I am working with a text file that has text laid out like below:
SCN DD1251
UPSTREAM DOWNSTREAM FILTER
NODE LINK NODE LINK LINK
DD1271 C DD1271 R
DD1351 D DD1351 B
E
SCN DD1271
UPSTREAM DOWNSTREAM FILTER
NODE LINK NODE LINK LINK
DD1301 T DD1301 A
DD1251 R DD1251 C
SCN DD1301
UPSTREAM DOWNSTREAM FILTER
NODE LINK NODE LINK LINK
DD1271 A DD1271 T
B
C
D
SCN DD1351
UPSTREAM DOWNSTREAM FILTER
NODE LINK NODE LINK LINK
A DD1251 D
DD1251 B
C
I am currently using the following regex pattern to match the Node followed by the 5 wide space and following letter like so:
DD1251 B
[A-Z]{2}[0-9]{3}[0-9A-Z] [A-Z]
My goal is to replace the 5 wide space with an underscore to look like so:
DD1251_B
I am trying to achieve this using the following code:
def RemoveLinkSpace(input_file, output_file, pattern):
with open(str(input_file) + ".txt", "r") as file_input:
with open(str(output_file) + ".txt", "w") as output:
for line in file_input:
line = pattern.sub("_", line)
output.write(line)
upstream_pattern = re.compile(r"[A-Z]{2}[0-9]{3}[0-9A-Z] [A-Z]")
RemoveLinkSpace("File1","File2",upstream_pattern)

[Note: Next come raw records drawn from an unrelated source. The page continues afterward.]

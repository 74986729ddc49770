//! Measurement records and the invocation tree.

use std::time::Duration;

use chrono::{DateTime, Utc};
use indexmap::IndexMap;
use serde::{Deserialize, Serialize};

use crate::error::PerfResult;
use crate::timefmt::{self, instant_serde, timespan_serde};

// =============================================================================
// Performance Data
// =============================================================================

/// A single timed measurement.
///
/// Start time and execution time are kept at tick (100 ns) precision so a
/// record read back from a log file compares equal to the one written. The
/// fields are only set through [`new`](Self::new) and deserialization, which
/// both keep that precision.
#[derive(Debug, Clone, PartialEq, Eq, Hash, Serialize, Deserialize)]
#[serde(rename_all = "PascalCase")]
pub struct PerformanceData {
    /// Type or module that owns the measured method
    class_name: String,
    /// Name of the measured method or region
    method_name: String,
    /// When the invocation started
    #[serde(with = "instant_serde")]
    start_time: DateTime<Utc>,
    /// How long the invocation ran
    #[serde(with = "timespan_serde")]
    execution_time: Duration,
}

impl PerformanceData {
    /// Create a completed measurement.
    pub fn new(
        class_name: impl Into<String>,
        method_name: impl Into<String>,
        start_time: DateTime<Utc>,
        execution_time: Duration,
    ) -> Self {
        Self {
            class_name: class_name.into(),
            method_name: method_name.into(),
            start_time: timefmt::truncate_instant(start_time),
            execution_time: timefmt::truncate_duration(execution_time),
        }
    }

    pub fn class_name(&self) -> &str {
        &self.class_name
    }

    pub fn method_name(&self) -> &str {
        &self.method_name
    }

    /// When the invocation started, in UTC.
    pub fn start_time(&self) -> DateTime<Utc> {
        self.start_time
    }

    pub fn execution_time(&self) -> Duration {
        self.execution_time
    }

    /// `Class.Method` label used in log output.
    pub fn qualified_name(&self) -> String {
        format!("{}.{}", self.class_name, self.method_name)
    }

    /// When the invocation finished.
    pub fn end_time(&self) -> DateTime<Utc> {
        chrono::Duration::from_std(self.execution_time)
            .ok()
            .and_then(|elapsed| self.start_time.checked_add_signed(elapsed))
            .unwrap_or(self.start_time)
    }
}

// =============================================================================
// Method Invocation
// =============================================================================

/// One node of the call hierarchy.
#[derive(Debug, Clone, PartialEq, Serialize, Deserialize)]
#[serde(rename_all = "PascalCase")]
pub struct MethodInvocation {
    /// Measurement for this call
    pub data: PerformanceData,
    /// Calls made while this one was open, in start order
    #[serde(default)]
    pub children: Vec<MethodInvocation>,
}

impl MethodInvocation {
    /// Create a leaf invocation.
    pub fn new(data: PerformanceData) -> Self {
        Self {
            data,
            children: Vec::new(),
        }
    }

    /// Attach a child invocation.
    pub fn with_child(mut self, child: MethodInvocation) -> Self {
        self.children.push(child);
        self
    }

    /// Total invocation count including all descendants.
    pub fn total_count(&self) -> usize {
        1 + self.children.iter().map(|c| c.total_count()).sum::<usize>()
    }

    /// Depth-first, parent-before-children sequence of measurements.
    pub fn flatten(&self) -> Vec<PerformanceData> {
        let mut out = Vec::with_capacity(self.total_count());
        self.flatten_into(&mut out);
        out
    }

    pub(crate) fn flatten_into(&self, out: &mut Vec<PerformanceData>) {
        out.push(self.data.clone());
        for child in &self.children {
            child.flatten_into(out);
        }
    }

    /// Time spent in this call excluding its children.
    pub fn self_time(&self) -> Duration {
        let children_time: Duration = self.children.iter().map(|c| c.data.execution_time).sum();
        self.data.execution_time.saturating_sub(children_time)
    }
}

/// Flatten a forest of invocations in start order.
pub fn flatten_all(invocations: &[MethodInvocation]) -> Vec<PerformanceData> {
    let total = invocations.iter().map(|i| i.total_count()).sum();
    let mut out = Vec::with_capacity(total);
    for invocation in invocations {
        invocation.flatten_into(&mut out);
    }
    out
}

// =============================================================================
// Run Result
// =============================================================================

/// Everything measured in one run, plus free-form properties.
#[derive(Debug, Clone, Default, PartialEq, Serialize, Deserialize)]
#[serde(rename_all = "PascalCase")]
pub struct RunResult {
    /// Root-level invocations
    pub method_invocations: Vec<MethodInvocation>,
    /// Arbitrary run properties
    pub properties: IndexMap<String, String>,
}

impl RunResult {
    /// Create an empty result.
    pub fn new() -> Self {
        Self::default()
    }

    /// Create a result over existing root invocations.
    pub fn with_invocations(method_invocations: Vec<MethodInvocation>) -> Self {
        Self {
            method_invocations,
            properties: IndexMap::new(),
        }
    }

    /// Set a property, replacing any previous value. Properties serialize in
    /// the order they were first added.
    pub fn add_property(&mut self, key: impl Into<String>, value: impl Into<String>) -> &mut Self {
        self.properties.insert(key.into(), value.into());
        self
    }

    /// All measurements in start order.
    pub fn flatten(&self) -> Vec<PerformanceData> {
        flatten_all(&self.method_invocations)
    }

    /// Serialize to a compact JSON string.
    pub fn serialize(&self) -> PerfResult<String> {
        Ok(serde_json::to_string(self)?)
    }
}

However, this results in a text file that looks like the below pattern:
SCN DD1251
UPSTREAM DOWNSTREAM FILTER
NODE LINK NODE LINK LINK
_ C DD1271 R
_ D DD1351 B
E
SCN DD1271
UPSTREAM DOWNSTREAM FILTER
NODE LINK NODE LINK LINK
_ T DD1301 A
_ R DD1251 C
My question is, is there a way to still search for the entire regex, but then to only replace the spaces contained within in?